By Q1 next year, monthly revenue reaches $450K (90% of original).

### Key Risks
1. **Timing risk**: If customer loss occurs earlier (March), impact increases $100K
2. **Pipeline risk**: New customers are projected, not committed
3. **Concentration risk**: Model does not address underlying concentration problem

### Recommended Actions
1. Accelerate customer discussions to gain timing certainty
2. Convert pipeline opportunities to signed contracts before Q2
3. Develop customer diversification strategy to reduce future concentration

### Assumptions (for audit trail)
[Link to full assumption registry]

The narrative connects numbers to decisions. Board members don't need to interpret spreadsheets—they receive a story that makes the model actionable.


Try With AI

Put intent-driven modeling into practice with these collaborative exercises.

Prompt 1: Revenue Scenario Model

We're launching a new product line. Revenue will start at $10,000 in month 1,
grow 20% monthly for 6 months, then stabilize at that level. Create a 12-month
revenue model with all assumptions documented.

Show me:
1. Monthly revenue projections
2. The formula structure you'll use
3. An assumption registry for the model
4. What happens if growth is 15% instead of 20%

What you're learning: This prompt exercises the complete intent-to-model workflow. Notice how Claude structures the two-phase model (growth then stability), documents assumptions explicitly, and provides sensitivity analysis. Pay attention to whether Claude makes the growth phase length configurable or hardcodes it—good model design keeps key parameters adjustable.

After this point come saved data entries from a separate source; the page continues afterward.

//! Domain definitions.

pub mod reservation;
pub mod review;
pub mod space;
pub mod user;

pub use self::{
    reservation::Reservation, review::Review, space::Space, user::User,
};
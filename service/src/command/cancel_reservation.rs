//! [`Command`] for cancelling a [`Reservation`].

use common::operations::{By, Commit, Lock, Select, Transact, Transacted, Update};
use derive_more::{Display, Error, From};
use tracerr::Traced;

use crate::{
    domain::{reservation, space, Reservation, Space},
    infra::{store, Storage},
    Service,
};

use super::Command;

/// [`Command`] for cancelling a [`Reservation`].
///
/// Cancelling keeps the [`Reservation`] row, only flipping its
/// [`reservation::Status`], so the [`Period`] it occupies stays blocked for
/// new [`Reservation`]s.
///
/// [`Period`]: reservation::Period
#[derive(Clone, Copy, Debug)]
pub struct CancelReservation {
    /// ID of the [`Reservation`] to cancel.
    pub id: reservation::Id,
}

impl<Db> Command<CancelReservation> for Service<Db>
where
    Db: Storage<Transact, Err = Traced<store::Error>>
        + Storage<
            Select<By<Option<Reservation>, reservation::Id>>,
            Ok = Option<Reservation>,
            Err = Traced<store::Error>,
        >,
    Transacted<Db>: Storage<
            Lock<By<Space, space::Id>>,
            Err = Traced<store::Error>,
        > + Storage<
            Select<By<Option<Reservation>, reservation::Id>>,
            Ok = Option<Reservation>,
            Err = Traced<store::Error>,
        > + Storage<Update<Reservation>, Err = Traced<store::Error>>
        + Storage<Commit, Err = Traced<store::Error>>,
{
    type Ok = Reservation;
    type Err = Traced<ExecutionError>;

    async fn execute(
        &self,
        cmd: CancelReservation,
    ) -> Result<Self::Ok, Self::Err> {
        use ExecutionError as E;

        let reservation = self
            .store()
            .execute(Select(By::<Option<Reservation>, _>::new(cmd.id)))
            .await
            .map_err(tracerr::map_from_and_wrap!(=> E))?
            .ok_or(E::ReservationNotFound(cmd.id))
            .map_err(tracerr::wrap!())?;

        let tx = self
            .store()
            .execute(Transact)
            .await
            .map_err(tracerr::map_from_and_wrap!(=> E))?;

        // Serialize with `ReserveSpace` executions upon the same `Space`.
        tx.execute(Lock(By::new(reservation.space_id)))
            .await
            .map_err(tracerr::map_from_and_wrap!(=> E))
            .map(drop)?;

        let mut reservation = tx
            .execute(Select(By::<Option<Reservation>, _>::new(cmd.id)))
            .await
            .map_err(tracerr::map_from_and_wrap!(=> E))?
            .ok_or(E::ReservationNotFound(cmd.id))
            .map_err(tracerr::wrap!())?;

        reservation.status = reservation::Status::Cancelled;
        tx.execute(Update(reservation.clone()))
            .await
            .map_err(tracerr::map_from_and_wrap!(=> E))
            .map(drop)?;

        tx.execute(Commit)
            .await
            .map_err(tracerr::map_from_and_wrap!(=> E))
            .map(drop)?;

        Ok(reservation)
    }
}

/// Error of [`CancelReservation`] [`Command`] execution.
#[derive(Debug, Display, Error, From)]
pub enum ExecutionError {
    /// [`Storage`] error.
    #[display("`Storage` operation failed: {_0}")]
    #[from]
    Store(store::Error),

    /// [`Reservation`] with the provided ID does not exist.
    #[display("`Reservation(id: {_0})` does not exist")]
    ReservationNotFound(#[error(not(source))] reservation::Id),
}
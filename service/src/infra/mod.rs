//! Infrastructure layer.

pub mod payment;
pub mod store;

pub use self::store::{Storage, Store};
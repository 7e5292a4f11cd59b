//! [`Space`] definitions.

#[cfg(doc)]
use common::DateTime;
use common::{define_kind, unit, DateTimeOf, Money};
use derive_more::{AsRef, Display, From, FromStr, Into};
use rust_decimal::Decimal;
use serde::{Deserialize, Serialize};

use crate::domain::user;

/// Rentable storage space listed by a host.
#[derive(Clone, Debug, Deserialize, Serialize)]
pub struct Space {
    /// ID of this [`Space`].
    pub id: Id,

    /// [`Name`] of this [`Space`].
    pub name: Name,

    /// [`Location`] of this [`Space`].
    pub location: Location,

    /// [`Description`] of this [`Space`].
    pub description: Description,

    /// [`Kind`] of this [`Space`].
    pub kind: Kind,

    /// Daily rate of this [`Space`].
    ///
    /// Listings label it a monthly base rate, but every price computation
    /// multiplies it by billable days.
    pub price: Money,

    /// Aggregate [`Rating`] of this [`Space`].
    ///
    /// Derived from reviews, never written directly.
    pub rating: Rating,

    /// [`Feature`]s of this [`Space`].
    pub features: Vec<Feature>,

    /// Size of this [`Space`] in square meters.
    pub size: SquareMeters,

    /// [`Status`] of this [`Space`].
    pub status: Status,

    /// ID of the [`User`] hosting this [`Space`].
    ///
    /// Not validated against a user registry.
    ///
    /// [`User`]: crate::domain::User
    pub owner_id: user::Id,

    /// [`DateTime`] when this [`Space`] was created.
    #[serde(with = "common::datetime::serde::unix_timestamp")]
    pub created_at: CreationDateTime,

    /// [`DateTime`] when this [`Space`] was delisted, if it was.
    #[serde(
        default,
        with = "common::datetime::serde::unix_timestamp::opt"
    )]
    pub deleted_at: Option<DeletionDateTime>,
}

impl Space {
    /// Indicates whether this [`Space`] is still listed (not soft-deleted).
    #[must_use]
    pub fn is_listed(&self) -> bool {
        self.deleted_at.is_none()
    }
}

/// ID of a [`Space`].
#[derive(
    Clone,
    Copy,
    Debug,
    Default,
    Deserialize,
    Display,
    Eq,
    From,
    FromStr,
    Hash,
    Into,
    Ord,
    PartialEq,
    PartialOrd,
    Serialize,
)]
pub struct Id(i64);

/// Name of a [`Space`].
#[derive(
    AsRef, Clone, Debug, Deserialize, Display, Eq, Hash, PartialEq, Serialize,
)]
#[as_ref(forward)]
#[serde(into = "String", try_from = "String")]
pub struct Name(String);

impl Name {
    /// Creates a new [`Name`] if the given `name` is valid.
    #[must_use]
    pub fn new(name: impl Into<String>) -> Option<Self> {
        let name = name.into();
        Self::check(&name).then_some(Self(name))
    }

    /// Checks whether the given `name` is a valid [`Name`].
    fn check(name: impl AsRef<str>) -> bool {
        let name = name.as_ref();
        name.trim() == name && !name.is_empty() && name.len() <= 512
    }
}

impl FromStr for Name {
    type Err = &'static str;

    fn from_str(s: &str) -> Result<Self, Self::Err> {
        Self::new(s).ok_or("invalid `Name`")
    }
}

impl TryFrom<String> for Name {
    type Error = &'static str;

    fn try_from(s: String) -> Result<Self, Self::Error> {
        Self::new(s).ok_or("invalid `Name`")
    }
}

impl From<Name> for String {
    fn from(name: Name) -> Self {
        name.0
    }
}

/// Location of a [`Space`].
#[derive(
    AsRef, Clone, Debug, Deserialize, Display, Eq, Hash, PartialEq, Serialize,
)]
#[as_ref(forward)]
#[serde(into = "String", try_from = "String")]
pub struct Location(String);

impl Location {
    /// Creates a new [`Location`] if the given `location` is valid.
    #[must_use]
    pub fn new(location: impl Into<String>) -> Option<Self> {
        let location = location.into();
        Self::check(&location).then_some(Self(location))
    }

    /// Checks whether the given `location` is a valid [`Location`].
    fn check(location: impl AsRef<str>) -> bool {
        let location = location.as_ref();
        location.trim() == location
            && !location.is_empty()
            && location.len() <= 512
    }
}

impl FromStr for Location {
    type Err = &'static str;

    fn from_str(s: &str) -> Result<Self, Self::Err> {
        Self::new(s).ok_or("invalid `Location`")
    }
}

impl TryFrom<String> for Location {
    type Error = &'static str;

    fn try_from(s: String) -> Result<Self, Self::Error> {
        Self::new(s).ok_or("invalid `Location`")
    }
}

impl From<Location> for String {
    fn from(location: Location) -> Self {
        location.0
    }
}

/// Description of a [`Space`].
#[derive(
    AsRef, Clone, Debug, Deserialize, Display, Eq, Hash, PartialEq, Serialize,
)]
#[as_ref(forward)]
#[serde(into = "String", try_from = "String")]
pub struct Description(String);

impl Description {
    /// Creates a new [`Description`] if the given `description` is valid.
    #[must_use]
    pub fn new(description: impl Into<String>) -> Option<Self> {
        let description = description.into();
        Self::check(&description).then_some(Self(description))
    }

    /// Checks whether the given `description` is a valid [`Description`].
    fn check(description: impl AsRef<str>) -> bool {
        let description = description.as_ref();
        description.trim() == description && description.len() <= 4096
    }
}

impl FromStr for Description {
    type Err = &'static str;

    fn from_str(s: &str) -> Result<Self, Self::Err> {
        Self::new(s).ok_or("invalid `Description`")
    }
}

impl TryFrom<String> for Description {
    type Error = &'static str;

    fn try_from(s: String) -> Result<Self, Self::Error> {
        Self::new(s).ok_or("invalid `Description`")
    }
}

impl From<Description> for String {
    fn from(description: Description) -> Self {
        description.0
    }
}

/// Single amenity of a [`Space`] (security camera, climate control, etc).
#[derive(
    AsRef, Clone, Debug, Deserialize, Display, Eq, Hash, PartialEq, Serialize,
)]
#[as_ref(forward)]
#[serde(into = "String", try_from = "String")]
pub struct Feature(String);

impl Feature {
    /// Creates a new [`Feature`] if the given `feature` is valid.
    #[must_use]
    pub fn new(feature: impl Into<String>) -> Option<Self> {
        let feature = feature.into();
        Self::check(&feature).then_some(Self(feature))
    }

    /// Checks whether the given `feature` is a valid [`Feature`].
    fn check(feature: impl AsRef<str>) -> bool {
        let feature = feature.as_ref();
        feature.trim() == feature && !feature.is_empty() && feature.len() <= 128
    }
}

impl FromStr for Feature {
    type Err = &'static str;

    fn from_str(s: &str) -> Result<Self, Self::Err> {
        Self::new(s).ok_or("invalid `Feature`")
    }
}

impl TryFrom<String> for Feature {
    type Error = &'static str;

    fn try_from(s: String) -> Result<Self, Self::Error> {
        Self::new(s).ok_or("invalid `Feature`")
    }
}

impl From<Feature> for String {
    fn from(feature: Feature) -> Self {
        feature.0
    }
}

/// Size of a [`Space`] in square meters.
pub type SquareMeters = u32;

/// Aggregate rating of a [`Space`], in `[0, 5]`.
#[derive(
    Clone,
    Copy,
    Debug,
    Default,
    Deserialize,
    Display,
    Eq,
    Into,
    PartialEq,
    Serialize,
)]
#[serde(into = "Decimal", try_from = "Decimal")]
pub struct Rating(Decimal);

impl Rating {
    /// A [`Rating`] of a [`Space`] no one has reviewed yet.
    #[must_use]
    pub const fn unrated() -> Self {
        Self(Decimal::ZERO)
    }

    /// Creates a new [`Rating`] if the given `value` is within `[0, 5]`.
    #[must_use]
    pub fn new(value: Decimal) -> Option<Self> {
        (value >= Decimal::ZERO && value <= Decimal::new(5, 0))
            .then_some(Self(value))
    }
}

impl TryFrom<Decimal> for Rating {
    type Error = &'static str;

    fn try_from(value: Decimal) -> Result<Self, Self::Error> {
        Self::new(value).ok_or("`Rating` out of `[0, 5]` range")
    }
}

define_kind! {
    #[doc = "Kind of a [`Space`]."]
    enum Kind {
        #[doc = "A garage for vehicles."]
        Garage = 1,

        #[doc = "A warehouse or storage unit."]
        Warehouse = 2,
    }
}

define_kind! {
    #[doc = "Status of a [`Space`] listing."]
    enum Status {
        #[doc = "Listed and accepting reservations."]
        Active = 1,

        #[doc = "Temporarily hidden by the host."]
        Inactive = 2,
    }
}

/// [`DateTime`] when a [`Space`] was created.
pub type CreationDateTime = DateTimeOf<(Space, unit::Creation)>;

/// [`DateTime`] when a [`Space`] was deleted.
pub type DeletionDateTime = DateTimeOf<(Space, unit::Deletion)>;

#[cfg(test)]
mod spec {
    use rust_decimal::Decimal;

    use super::{Name, Rating};

    #[test]
    fn name_rejects_blank_and_padded_input() {
        assert!(Name::new("Garage Premium Centro").is_some());
        assert!(Name::new("").is_none());
        assert!(Name::new(" padded ").is_none());
    }

    #[test]
    fn rating_is_bounded() {
        assert!(Rating::new(Decimal::ZERO).is_some());
        assert!(Rating::new(Decimal::new(5, 0)).is_some());
        assert!(Rating::new(Decimal::new(51, 1)).is_none());
        assert!(Rating::new(Decimal::new(-1, 0)).is_none());
    }
}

Prompt 2: Expense Model Refactoring

Refactor my existing expense model to handle step costs. Currently it assumes
linear growth, but we hire in batches of 5 when revenue hits certain thresholds:
$500K, $1M, and $2M. Each batch costs $75,000/month (5 people at $15K each).

Show me:
1. The step function formula structure
2. How the expense line changes at each threshold
3. What this means for our margin at different revenue levels

What you're learning: This prompt demonstrates model refactoring—taking an existing linear model and adding complexity. The step cost pattern is common in finance but tricky to implement correctly. Notice how Claude structures the IF logic and whether it addresses the margin compression that happens when you cross a hiring threshold (costs jump immediately, but revenue growth is gradual).

Prompt 3: Assumption Audit

Review this revenue model and list every assumption, both explicit and implicit.
For each assumption, tell me what data I would need to validate it and what
happens if it's wrong by 20%.

[Paste your model structure or describe it]

Focus on:
1. Growth rate assumptions
2. Timing assumptions
3. Customer concentration assumptions
4. Anything the model assumes but doesn't state

What you're learning: This prompt practices assumption surfacing—the skill of finding hidden judgments in financial models. Claude will identify both explicit assumptions (the 15% in your formula) and implicit ones (no seasonality, no capacity constraints). This is where you teach Claude about your business context by confirming which implicit assumptions are valid and which need to be made explicit.

Note: When building financial models with Claude, always validate the formula logic before relying on results for decisions. Test with simple numbers where you can verify the math manually. Build trust in the modeling workflow incrementally, starting with non-critical analyses.